Tuesday, April 21, 2015

WORLD_ Jihadists Coming Home to Jordan Raise Security Risks

Bloomberg Business

Jihadists Coming Home to Jordan Raise Security Risks

Demonstrators chant anti-Islamic State group slogans and carry posters with pictures of late King Hussein and slain Jordanian pilot, Lt. Muath al-Kaseasbeh, in Amman, Jordan, Feb. 6, 2015. Photographer: Nasser Nasser/AP Photo

by Donna Abu-Nasr
9:01 AM AEST April 21, 2015

Young Jordanians once listened to Sheikh Mohammed al-Shalabi as he encouraged them to go fight in Syria. Now he hopes the government will heed him too.

Families of the jihadis send the Salafist leader, known as Abu Sayyaf, WhatsApp messages, call or stop him in public places to ask if he can lobby ministers to allow their children back to the country without prosecution. Shalabi says the men shouldn’t be punished or put on trial or they will find a way to come back to Jordan and possibly do the kind of damage the government fears. Most of them joined Islamic State.

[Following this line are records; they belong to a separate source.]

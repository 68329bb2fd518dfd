use anyhow::Result;
use arc_swap::ArcSwap;
use std::path::{Path, PathBuf};
use std::sync::Arc;
use tokio::sync::broadcast;
use tracing::{error, info};

#[cfg(unix)]
use tokio::signal::unix::{signal, SignalKind};

use crate::config::{load_config, Config};
use crate::pricing::PlanTable;

/// Shutdown signal types
#[derive(Debug, Clone, Copy)]
pub enum ShutdownSignal {
    /// Graceful shutdown (drain connections, clean up)
    Graceful,
}

/// Setup signal handlers for the server
///
/// Returns a broadcast sender for shutdown signals and a join handle for the signal task
///
/// Handles:
/// - SIGTERM/SIGINT: Graceful shutdown
/// - SIGHUP: Configuration and plan table reload
#[cfg(unix)]
pub fn setup_signal_handlers(
    config_path: PathBuf,
    config: Arc<ArcSwap<Config>>,
    plans: Arc<ArcSwap<PlanTable>>,
) -> (
    broadcast::Sender<ShutdownSignal>,
    tokio::task::JoinHandle<()>,
) {
    let (shutdown_tx, _) = broadcast::channel(16);
    let tx_clone = shutdown_tx.clone();

    let handle = tokio::spawn(async move {
        let (mut sigterm, mut sigint, mut sighup) = match (
            signal(SignalKind::terminate()),
            signal(SignalKind::interrupt()),
            signal(SignalKind::hangup()),
        ) {
            (Ok(term), Ok(int), Ok(hup)) => (term, int, hup),
            _ => {
                error!("Failed to install signal handlers, shutting down");
                let _ = tx_clone.send(ShutdownSignal::Graceful);
                return;
            }
        };

        loop {
            tokio::select! {
                _ = sigterm.recv() => {
                    info!("SIGTERM received, initiating graceful shutdown");
                    let _ = tx_clone.send(ShutdownSignal::Graceful);
                    break;
                }
                _ = sigint.recv() => {
                    info!("SIGINT received, initiating graceful shutdown");
                    let _ = tx_clone.send(ShutdownSignal::Graceful);
                    break;
                }
                _ = sighup.recv() => {
                    info!("SIGHUP received, reloading configuration");
                    if let Err(e) = reload_config(&config_path, &config, &plans) {
                        error!("Failed to reload configuration: {}", e);
                    } else {
                        info!("Configuration reloaded successfully");
                    }
                }
            }
        }
    });

    (shutdown_tx, handle)
}

/// Windows placeholder - only Ctrl+C is supported
#[cfg(not(unix))]
pub fn setup_signal_handlers(
    _config_path: PathBuf,
    _config: Arc<ArcSwap<Config>>,
    _plans: Arc<ArcSwap<PlanTable>>,
) -> (
    broadcast::Sender<ShutdownSignal>,
    tokio::task::JoinHandle<()>,
) {
    let (shutdown_tx, _) = broadcast::channel(16);
    let tx_clone = shutdown_tx.clone();

    let handle = tokio::spawn(async move {
        match tokio::signal::ctrl_c().await {
            Ok(()) => {
                info!("Ctrl+C received, initiating shutdown");
                let _ = tx_clone.send(ShutdownSignal::Graceful);
            }
            Err(e) => {
                error!("Failed to listen for Ctrl+C: {}", e);
            }
        }
    });

    (shutdown_tx, handle)
}

/// Reload configuration atomically with a plan table rebuild
///
/// Loads and validates the new configuration, then builds its plan table.
/// If any step fails, the old configuration and table remain in place.
pub fn reload_config(
    config_path: &Path,
    config: &Arc<ArcSwap<Config>>,
    plans: &Arc<ArcSwap<PlanTable>>,
) -> Result<()> {
    info!("Loading new configuration from {}", config_path.display());

    let new_config = load_config(config_path)?;
    let new_plans = new_config.pricing.build_table()?;

    info!(
        "New configuration loaded. Accounts: {}, Plans: {}",
        new_config.accounts.len(),
        new_plans.plans().len()
    );

    plans.store(Arc::new(new_plans));
    config.store(Arc::new(new_config));

    Ok(())
}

“Those who return illegally will probably go underground and nothing will be known about them,” Shalabi said at his home in the Jordanian city of Maan. “While those allowed in legally can be monitored by security services.”

Jordan managed to maintain stability at the most turbulent time in the modern history of the Middle East, yet the risk is that the revolving door of the Syrian war may still pose a threat as hundreds of men return more radicalized, experienced and with connections to a network of jihadis.

Militants who returned in the 1990s from Afghanistan engaged in a series of bombings in the kingdom, which now also has the added strain on its security and economic resources from an influx of 1.5 million Syrian refugees.

Aggrieved Fighters

“The challenge in the long run will be what to do with these veterans,” Kamran Bokhari, an adviser for Middle Eastern and South Asian affairs at Texas-based consulting firm Stratfor, said by phone from Toronto. “They will come back more aggressive after fighting in Syria and could resort to violence to draw attention to their grievances.”

The city of Maan, about a 40 kilometer (25 mile) drive from the tourist destination of Petra, reflects the ultra-conservative Salafist interpretation of Islam in a country more known for being a key ally of western powers in their fight against jihadis.

Walls are sprayed with graffiti that urge men not to let work keep them from prayer and women to avoid putting on make-up or wearing tight pants “which reflect a woman’s bad morals.” A banner just off the main roundabout has another message: “It’s the sons of Maan’s right to return home from Syria.”

More than 2,000 Jordanians have gone to Syria, said Musa Abdullat, a legal representative in Jordan for the Salafist movement. About 1,300 of them have joined Islamic State, also known by its Arabic acronym Da’esh, he said. More than 250 have died, according to Abdullat.

Not Lebanon

Though Jordan shares borders with Syria and Iraq, it hasn’t seen the kind of violent spillover that has occasionally rocked Lebanon, which has a more potent sectarian mix.

That said, there have been sporadic pro-Islamic State protests in places like Maan after the group declared its caliphate on the Iraq-Syria border in June. Supporters flew its black flag from rooftops, sprayed graffiti hailing the militants and staged protests before the government cracked down on them.

King Abdullah II, whose Hashemite family has ruled the former British protectorate since the 1920s, has vowed to wage a relentless war against Islamic State.

Jordan has joined a U.S.-led military campaign to expel it from the region. It has stepped up bombing runs since Islamic State burned to death one of its pilots, Moath al-Kasassbeh, who was captured in December when his plane crashed in Syria. It has also tightened an anti-terrorism law, suspended clerics who promoted the radicals and jailed returnees from Syria.

Mobilizing Radicals

Jordanians who fight with a foreign militia and come back are immediately arrested and sent to state security court, Mohammad Momani, a government spokesman, said in an interview at his office in Amman, the Jordanian capital. “It’s illegal and absolutely unacceptable for any Jordanian to go do this,” he said.

At his living room in Maan, adorned with plastic long gold-stemmed purple flowers and Koranic verses on the wall, Shalabi said these measures are scaring away fighters who may want to come back to Jordan. He had advocated going to Syria to help with the struggle against President Bashar al-Assad, he said.

He said he knows of at least 20 men and four women who are at the border and want to return legally, but without being punished. Hundreds more would follow suit if they knew they wouldn’t be prosecuted, he said.

Shalabi said while the government was willing to listen to men like him, al-Kasassbeh’s murder put an end to it and now the threat to Jordan is even greater from its own people.

“They are unwittingly mobilizing people,” said Shalabi. “They will come from within. Pressure leads to explosion.”